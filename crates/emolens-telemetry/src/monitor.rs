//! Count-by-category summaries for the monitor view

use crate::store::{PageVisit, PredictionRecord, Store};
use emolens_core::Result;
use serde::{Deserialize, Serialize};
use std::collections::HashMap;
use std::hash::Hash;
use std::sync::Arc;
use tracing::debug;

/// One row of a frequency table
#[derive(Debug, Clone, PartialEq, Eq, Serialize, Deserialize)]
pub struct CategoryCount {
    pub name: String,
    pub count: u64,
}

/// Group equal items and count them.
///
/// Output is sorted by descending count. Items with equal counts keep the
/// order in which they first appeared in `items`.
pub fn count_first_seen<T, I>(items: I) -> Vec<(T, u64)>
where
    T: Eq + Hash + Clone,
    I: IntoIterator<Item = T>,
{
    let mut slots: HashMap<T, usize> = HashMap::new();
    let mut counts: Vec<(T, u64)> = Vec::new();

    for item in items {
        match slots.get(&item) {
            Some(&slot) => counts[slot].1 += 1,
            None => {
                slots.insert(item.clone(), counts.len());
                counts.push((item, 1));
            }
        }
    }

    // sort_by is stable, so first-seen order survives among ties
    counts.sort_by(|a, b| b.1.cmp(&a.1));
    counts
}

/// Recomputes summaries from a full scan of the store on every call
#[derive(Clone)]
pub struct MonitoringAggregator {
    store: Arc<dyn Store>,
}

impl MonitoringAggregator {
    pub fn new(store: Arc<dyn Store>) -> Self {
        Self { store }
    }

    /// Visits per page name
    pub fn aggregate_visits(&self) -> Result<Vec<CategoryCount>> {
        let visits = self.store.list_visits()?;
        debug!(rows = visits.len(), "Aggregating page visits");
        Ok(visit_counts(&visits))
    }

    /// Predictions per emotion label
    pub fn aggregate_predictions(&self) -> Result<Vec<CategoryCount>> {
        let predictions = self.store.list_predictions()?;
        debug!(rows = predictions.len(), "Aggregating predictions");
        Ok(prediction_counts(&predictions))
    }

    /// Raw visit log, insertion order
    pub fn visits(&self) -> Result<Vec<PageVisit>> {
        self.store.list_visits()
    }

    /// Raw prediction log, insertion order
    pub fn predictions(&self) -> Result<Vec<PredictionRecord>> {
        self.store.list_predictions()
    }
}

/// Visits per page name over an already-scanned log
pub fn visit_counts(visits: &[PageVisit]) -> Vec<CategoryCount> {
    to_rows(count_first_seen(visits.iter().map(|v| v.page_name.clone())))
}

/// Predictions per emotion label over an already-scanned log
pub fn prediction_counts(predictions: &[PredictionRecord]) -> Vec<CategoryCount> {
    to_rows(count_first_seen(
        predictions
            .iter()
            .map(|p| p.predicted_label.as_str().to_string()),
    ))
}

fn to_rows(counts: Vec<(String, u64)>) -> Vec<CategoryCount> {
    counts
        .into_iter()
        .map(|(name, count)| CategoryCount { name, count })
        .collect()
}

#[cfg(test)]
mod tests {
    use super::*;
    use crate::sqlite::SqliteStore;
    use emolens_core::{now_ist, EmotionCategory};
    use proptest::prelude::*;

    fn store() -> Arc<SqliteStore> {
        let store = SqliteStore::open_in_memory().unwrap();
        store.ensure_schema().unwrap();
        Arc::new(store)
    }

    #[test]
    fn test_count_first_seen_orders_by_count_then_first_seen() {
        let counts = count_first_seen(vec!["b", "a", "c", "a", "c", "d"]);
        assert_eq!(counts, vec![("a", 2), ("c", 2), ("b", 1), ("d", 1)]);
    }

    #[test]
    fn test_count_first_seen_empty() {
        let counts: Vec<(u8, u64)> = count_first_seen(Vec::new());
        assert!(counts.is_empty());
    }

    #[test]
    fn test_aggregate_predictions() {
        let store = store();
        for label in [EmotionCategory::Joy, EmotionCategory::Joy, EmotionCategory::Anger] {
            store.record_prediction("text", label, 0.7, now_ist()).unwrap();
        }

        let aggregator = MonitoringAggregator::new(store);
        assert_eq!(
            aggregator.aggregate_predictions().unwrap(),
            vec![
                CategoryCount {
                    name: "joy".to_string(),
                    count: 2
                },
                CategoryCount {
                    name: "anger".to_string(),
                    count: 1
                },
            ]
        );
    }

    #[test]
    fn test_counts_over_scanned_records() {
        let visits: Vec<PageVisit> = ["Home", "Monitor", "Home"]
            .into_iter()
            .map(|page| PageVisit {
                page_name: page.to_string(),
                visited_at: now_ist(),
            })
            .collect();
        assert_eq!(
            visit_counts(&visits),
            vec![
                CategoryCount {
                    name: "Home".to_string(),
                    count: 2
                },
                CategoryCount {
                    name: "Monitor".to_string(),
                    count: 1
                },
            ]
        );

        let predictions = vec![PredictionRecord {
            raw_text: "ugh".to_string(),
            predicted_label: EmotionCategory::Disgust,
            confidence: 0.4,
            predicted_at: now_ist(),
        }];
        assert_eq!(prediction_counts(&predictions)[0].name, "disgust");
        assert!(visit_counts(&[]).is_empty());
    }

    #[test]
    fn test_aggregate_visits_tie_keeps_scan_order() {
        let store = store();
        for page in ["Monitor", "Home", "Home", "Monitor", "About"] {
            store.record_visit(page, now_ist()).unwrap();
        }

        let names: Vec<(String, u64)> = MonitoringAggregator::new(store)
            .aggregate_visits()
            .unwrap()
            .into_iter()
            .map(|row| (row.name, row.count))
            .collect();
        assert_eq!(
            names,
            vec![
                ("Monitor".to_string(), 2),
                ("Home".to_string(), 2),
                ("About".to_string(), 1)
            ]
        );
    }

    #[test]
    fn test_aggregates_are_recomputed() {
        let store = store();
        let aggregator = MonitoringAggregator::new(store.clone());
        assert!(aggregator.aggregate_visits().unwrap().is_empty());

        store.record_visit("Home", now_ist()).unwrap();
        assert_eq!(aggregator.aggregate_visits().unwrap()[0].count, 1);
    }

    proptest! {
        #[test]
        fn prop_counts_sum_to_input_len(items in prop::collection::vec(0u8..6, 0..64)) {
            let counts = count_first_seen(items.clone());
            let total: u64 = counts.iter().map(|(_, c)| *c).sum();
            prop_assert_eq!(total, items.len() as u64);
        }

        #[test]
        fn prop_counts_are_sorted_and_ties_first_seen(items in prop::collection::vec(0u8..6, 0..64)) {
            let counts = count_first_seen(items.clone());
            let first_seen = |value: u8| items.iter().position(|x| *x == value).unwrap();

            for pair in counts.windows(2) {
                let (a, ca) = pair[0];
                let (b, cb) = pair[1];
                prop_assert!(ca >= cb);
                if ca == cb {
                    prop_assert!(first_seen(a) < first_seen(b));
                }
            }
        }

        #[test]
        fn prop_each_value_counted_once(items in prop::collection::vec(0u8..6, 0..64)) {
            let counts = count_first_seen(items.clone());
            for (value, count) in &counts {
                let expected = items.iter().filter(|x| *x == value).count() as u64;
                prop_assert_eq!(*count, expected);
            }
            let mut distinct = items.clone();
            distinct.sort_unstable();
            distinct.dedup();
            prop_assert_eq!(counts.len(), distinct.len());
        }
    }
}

...

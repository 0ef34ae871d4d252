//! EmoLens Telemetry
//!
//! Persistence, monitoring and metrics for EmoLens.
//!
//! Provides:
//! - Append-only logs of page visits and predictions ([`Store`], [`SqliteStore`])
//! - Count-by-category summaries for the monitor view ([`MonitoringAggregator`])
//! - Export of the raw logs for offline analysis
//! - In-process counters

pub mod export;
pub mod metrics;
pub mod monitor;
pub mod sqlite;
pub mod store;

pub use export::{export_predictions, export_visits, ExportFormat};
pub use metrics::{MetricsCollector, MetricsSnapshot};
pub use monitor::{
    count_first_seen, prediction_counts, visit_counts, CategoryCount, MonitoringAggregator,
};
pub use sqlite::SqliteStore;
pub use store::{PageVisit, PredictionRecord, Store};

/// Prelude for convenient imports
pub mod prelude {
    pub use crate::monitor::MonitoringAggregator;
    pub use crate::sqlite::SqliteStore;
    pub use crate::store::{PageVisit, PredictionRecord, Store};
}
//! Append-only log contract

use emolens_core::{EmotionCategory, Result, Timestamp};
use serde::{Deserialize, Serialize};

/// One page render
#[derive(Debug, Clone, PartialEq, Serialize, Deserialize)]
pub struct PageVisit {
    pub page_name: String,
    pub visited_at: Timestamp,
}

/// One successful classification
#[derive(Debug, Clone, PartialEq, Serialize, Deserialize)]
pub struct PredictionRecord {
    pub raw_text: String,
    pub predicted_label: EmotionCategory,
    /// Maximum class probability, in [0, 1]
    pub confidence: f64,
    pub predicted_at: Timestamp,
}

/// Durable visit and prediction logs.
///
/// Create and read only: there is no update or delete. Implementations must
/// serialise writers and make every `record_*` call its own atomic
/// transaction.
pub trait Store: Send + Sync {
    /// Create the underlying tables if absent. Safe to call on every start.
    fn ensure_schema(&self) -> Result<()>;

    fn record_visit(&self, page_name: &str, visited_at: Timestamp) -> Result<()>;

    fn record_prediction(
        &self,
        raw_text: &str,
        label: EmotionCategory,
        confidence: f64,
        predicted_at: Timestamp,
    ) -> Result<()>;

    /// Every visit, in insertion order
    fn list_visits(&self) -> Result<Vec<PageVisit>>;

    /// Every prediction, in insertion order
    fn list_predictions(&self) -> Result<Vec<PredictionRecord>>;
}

Directions for this task =
Select all lines in the listing that include the word "logs".

Answer box =
//! - Append-only logs of page visits and predictions ([`Store`], [`SqliteStore`])
//! - Export of the raw logs for offline analysis
/// Durable visit and prediction logs.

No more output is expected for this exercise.